Start of Provided data

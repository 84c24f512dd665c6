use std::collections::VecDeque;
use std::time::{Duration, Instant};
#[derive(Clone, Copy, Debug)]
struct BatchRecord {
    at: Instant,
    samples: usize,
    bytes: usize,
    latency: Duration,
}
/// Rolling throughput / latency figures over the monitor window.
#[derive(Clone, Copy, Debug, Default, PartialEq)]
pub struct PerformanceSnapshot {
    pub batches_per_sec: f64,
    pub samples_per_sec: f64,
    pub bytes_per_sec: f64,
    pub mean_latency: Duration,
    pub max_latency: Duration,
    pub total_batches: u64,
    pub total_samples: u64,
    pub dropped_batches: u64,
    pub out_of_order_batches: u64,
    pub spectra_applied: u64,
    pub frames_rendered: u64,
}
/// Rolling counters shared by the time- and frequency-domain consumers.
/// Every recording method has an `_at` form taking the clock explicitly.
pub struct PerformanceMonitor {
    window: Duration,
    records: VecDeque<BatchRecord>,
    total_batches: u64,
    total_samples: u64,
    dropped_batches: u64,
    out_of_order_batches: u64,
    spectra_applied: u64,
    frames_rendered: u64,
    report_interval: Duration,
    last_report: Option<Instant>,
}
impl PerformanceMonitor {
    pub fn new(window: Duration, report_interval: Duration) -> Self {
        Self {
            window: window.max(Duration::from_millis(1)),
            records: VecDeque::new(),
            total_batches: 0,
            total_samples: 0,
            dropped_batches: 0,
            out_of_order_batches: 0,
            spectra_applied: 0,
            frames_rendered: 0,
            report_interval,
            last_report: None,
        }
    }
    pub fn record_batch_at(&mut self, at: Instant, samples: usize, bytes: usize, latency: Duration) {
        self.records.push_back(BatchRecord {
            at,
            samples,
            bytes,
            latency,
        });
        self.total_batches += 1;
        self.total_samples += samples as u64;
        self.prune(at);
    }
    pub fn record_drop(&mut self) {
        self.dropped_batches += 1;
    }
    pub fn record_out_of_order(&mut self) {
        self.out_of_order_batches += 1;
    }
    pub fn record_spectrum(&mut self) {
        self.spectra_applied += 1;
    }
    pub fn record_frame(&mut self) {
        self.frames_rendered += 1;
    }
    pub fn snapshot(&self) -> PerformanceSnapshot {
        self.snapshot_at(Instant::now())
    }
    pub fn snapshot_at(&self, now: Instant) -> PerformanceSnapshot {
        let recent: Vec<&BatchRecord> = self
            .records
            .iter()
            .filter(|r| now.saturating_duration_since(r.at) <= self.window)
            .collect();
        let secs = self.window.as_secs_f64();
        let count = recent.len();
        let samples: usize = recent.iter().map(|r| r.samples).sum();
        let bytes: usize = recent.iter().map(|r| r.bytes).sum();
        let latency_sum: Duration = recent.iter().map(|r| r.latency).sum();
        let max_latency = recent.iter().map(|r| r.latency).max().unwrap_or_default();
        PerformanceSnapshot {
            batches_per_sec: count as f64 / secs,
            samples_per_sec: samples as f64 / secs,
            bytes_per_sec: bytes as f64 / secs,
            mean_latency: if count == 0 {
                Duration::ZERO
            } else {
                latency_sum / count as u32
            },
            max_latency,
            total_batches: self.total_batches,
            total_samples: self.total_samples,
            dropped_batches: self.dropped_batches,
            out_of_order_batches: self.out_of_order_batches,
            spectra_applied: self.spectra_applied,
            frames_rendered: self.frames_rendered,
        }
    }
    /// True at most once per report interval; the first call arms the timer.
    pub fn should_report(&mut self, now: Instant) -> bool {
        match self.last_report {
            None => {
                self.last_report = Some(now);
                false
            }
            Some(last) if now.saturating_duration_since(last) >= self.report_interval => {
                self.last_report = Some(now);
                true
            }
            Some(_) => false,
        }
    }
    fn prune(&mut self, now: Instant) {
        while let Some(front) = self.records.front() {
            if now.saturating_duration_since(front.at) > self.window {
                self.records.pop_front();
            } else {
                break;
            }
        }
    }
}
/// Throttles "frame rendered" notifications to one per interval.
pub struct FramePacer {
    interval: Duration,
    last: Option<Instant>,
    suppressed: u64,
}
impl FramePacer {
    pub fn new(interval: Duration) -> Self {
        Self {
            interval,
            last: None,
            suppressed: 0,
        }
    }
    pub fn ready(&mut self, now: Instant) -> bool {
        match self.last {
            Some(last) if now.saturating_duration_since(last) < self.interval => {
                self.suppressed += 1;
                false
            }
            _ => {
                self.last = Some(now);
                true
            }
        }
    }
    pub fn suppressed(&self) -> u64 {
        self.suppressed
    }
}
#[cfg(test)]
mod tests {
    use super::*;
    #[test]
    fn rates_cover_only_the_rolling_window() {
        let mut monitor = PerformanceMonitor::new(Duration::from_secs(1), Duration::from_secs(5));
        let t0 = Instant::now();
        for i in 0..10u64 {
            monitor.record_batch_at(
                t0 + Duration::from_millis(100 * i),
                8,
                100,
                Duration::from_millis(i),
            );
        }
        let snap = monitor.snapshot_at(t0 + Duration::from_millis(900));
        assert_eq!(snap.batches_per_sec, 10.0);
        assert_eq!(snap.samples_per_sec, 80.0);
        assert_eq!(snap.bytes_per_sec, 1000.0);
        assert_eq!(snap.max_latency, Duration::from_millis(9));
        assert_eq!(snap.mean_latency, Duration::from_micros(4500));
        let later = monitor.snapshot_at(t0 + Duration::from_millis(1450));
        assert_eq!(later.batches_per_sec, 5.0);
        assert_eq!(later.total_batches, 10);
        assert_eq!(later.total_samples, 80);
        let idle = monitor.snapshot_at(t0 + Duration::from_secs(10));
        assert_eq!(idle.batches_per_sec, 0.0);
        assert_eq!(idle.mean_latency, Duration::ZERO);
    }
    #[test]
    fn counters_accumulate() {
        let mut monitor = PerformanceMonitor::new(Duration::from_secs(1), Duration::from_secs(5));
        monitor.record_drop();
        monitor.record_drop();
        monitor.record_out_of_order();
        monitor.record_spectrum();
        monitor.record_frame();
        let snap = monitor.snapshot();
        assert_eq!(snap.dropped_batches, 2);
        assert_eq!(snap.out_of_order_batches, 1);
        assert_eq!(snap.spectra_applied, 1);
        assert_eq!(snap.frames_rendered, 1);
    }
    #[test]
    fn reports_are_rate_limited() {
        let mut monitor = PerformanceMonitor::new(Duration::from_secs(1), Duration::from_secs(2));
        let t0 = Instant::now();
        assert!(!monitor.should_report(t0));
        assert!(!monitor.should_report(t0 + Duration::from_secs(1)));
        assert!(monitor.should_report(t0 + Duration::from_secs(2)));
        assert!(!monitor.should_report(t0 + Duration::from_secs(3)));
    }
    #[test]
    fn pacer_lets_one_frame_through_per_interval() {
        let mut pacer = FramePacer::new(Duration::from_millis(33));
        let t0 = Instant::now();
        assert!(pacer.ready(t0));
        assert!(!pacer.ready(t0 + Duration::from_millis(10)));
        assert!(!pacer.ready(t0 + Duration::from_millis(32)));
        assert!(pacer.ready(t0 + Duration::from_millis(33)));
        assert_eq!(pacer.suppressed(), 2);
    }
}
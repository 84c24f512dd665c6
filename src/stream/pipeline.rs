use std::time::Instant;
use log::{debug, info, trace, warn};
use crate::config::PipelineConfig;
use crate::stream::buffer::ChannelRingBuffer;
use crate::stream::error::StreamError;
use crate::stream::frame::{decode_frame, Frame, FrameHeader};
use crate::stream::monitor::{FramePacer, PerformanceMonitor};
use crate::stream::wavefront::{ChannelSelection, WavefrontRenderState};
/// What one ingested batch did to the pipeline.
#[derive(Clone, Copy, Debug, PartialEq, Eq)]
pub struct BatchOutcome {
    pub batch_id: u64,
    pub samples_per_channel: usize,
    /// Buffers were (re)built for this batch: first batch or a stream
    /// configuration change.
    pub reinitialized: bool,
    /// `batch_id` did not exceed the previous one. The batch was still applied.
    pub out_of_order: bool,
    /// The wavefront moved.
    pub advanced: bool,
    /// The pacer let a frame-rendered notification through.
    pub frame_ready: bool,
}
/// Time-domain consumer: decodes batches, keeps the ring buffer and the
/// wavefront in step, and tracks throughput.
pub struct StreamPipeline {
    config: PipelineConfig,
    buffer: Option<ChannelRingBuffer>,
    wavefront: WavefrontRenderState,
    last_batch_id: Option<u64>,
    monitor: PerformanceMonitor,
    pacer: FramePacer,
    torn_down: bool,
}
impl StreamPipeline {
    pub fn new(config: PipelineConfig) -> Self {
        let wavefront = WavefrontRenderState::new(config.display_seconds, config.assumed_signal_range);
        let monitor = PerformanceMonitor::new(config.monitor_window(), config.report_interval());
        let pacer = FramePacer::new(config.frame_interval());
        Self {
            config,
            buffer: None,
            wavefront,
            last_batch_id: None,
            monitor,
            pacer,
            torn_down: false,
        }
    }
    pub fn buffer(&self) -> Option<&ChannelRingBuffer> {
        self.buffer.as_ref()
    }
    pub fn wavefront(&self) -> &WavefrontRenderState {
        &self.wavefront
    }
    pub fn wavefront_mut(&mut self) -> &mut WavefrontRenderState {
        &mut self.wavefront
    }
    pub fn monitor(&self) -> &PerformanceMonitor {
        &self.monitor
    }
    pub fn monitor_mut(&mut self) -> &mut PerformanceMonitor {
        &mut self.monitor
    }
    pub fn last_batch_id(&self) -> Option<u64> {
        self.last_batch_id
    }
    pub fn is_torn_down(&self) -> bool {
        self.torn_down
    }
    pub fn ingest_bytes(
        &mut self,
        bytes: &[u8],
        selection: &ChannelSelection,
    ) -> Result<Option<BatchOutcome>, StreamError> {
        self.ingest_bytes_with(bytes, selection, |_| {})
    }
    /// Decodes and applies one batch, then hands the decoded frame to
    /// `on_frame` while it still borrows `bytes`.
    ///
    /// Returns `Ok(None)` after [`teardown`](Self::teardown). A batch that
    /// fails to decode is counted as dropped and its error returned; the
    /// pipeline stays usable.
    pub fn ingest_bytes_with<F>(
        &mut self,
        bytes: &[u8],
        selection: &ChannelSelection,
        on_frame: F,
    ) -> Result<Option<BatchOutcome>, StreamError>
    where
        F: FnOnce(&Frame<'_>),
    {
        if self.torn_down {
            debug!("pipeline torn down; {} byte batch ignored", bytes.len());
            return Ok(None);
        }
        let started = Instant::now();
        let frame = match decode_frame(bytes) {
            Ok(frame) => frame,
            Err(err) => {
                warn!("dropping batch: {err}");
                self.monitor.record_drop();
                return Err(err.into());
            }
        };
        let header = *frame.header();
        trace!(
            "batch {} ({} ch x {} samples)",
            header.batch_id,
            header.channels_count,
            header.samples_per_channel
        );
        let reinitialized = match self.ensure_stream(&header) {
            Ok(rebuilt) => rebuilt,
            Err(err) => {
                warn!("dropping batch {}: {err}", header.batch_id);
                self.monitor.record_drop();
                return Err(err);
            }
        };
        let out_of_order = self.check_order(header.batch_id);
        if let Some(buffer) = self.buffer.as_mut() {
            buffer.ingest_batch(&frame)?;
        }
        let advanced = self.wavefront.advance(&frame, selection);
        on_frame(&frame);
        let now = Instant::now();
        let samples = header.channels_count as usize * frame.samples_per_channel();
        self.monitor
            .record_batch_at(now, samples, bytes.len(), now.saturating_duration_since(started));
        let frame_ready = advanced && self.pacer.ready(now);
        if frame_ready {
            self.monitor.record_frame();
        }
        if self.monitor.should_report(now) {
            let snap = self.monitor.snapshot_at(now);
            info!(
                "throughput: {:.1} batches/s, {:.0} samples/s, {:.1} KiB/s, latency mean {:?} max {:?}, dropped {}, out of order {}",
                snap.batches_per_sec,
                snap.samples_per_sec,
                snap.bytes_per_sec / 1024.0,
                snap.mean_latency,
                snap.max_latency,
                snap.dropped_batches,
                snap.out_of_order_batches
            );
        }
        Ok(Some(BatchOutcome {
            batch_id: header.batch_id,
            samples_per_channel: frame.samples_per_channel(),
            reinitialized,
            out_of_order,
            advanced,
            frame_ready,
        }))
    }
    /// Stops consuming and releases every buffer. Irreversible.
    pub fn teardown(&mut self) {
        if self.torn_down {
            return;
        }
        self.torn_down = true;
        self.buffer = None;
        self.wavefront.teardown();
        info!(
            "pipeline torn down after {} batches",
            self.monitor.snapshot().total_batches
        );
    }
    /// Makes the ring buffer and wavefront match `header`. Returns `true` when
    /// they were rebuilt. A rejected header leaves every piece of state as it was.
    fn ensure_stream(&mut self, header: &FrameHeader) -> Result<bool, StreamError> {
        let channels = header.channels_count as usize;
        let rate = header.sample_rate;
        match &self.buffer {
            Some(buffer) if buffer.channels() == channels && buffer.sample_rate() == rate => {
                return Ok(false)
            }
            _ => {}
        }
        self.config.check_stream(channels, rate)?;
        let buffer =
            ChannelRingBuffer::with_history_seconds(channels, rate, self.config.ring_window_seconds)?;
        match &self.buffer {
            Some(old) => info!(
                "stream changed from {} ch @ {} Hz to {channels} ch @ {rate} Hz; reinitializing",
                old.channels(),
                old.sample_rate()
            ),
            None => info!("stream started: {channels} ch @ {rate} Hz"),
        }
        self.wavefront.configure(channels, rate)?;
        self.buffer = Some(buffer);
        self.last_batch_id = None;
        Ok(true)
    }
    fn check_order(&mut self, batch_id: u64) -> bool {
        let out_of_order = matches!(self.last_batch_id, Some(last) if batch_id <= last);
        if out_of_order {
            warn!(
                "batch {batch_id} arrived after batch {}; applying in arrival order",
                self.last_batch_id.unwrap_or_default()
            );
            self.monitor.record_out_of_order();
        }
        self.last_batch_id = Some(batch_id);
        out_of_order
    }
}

End of Provided data

Task goal
Copy each line in the entries above where the word "false" shows up.

Exercise output
                false
            Some(_) => false,
                false
            torn_down: false,
                return Ok(false)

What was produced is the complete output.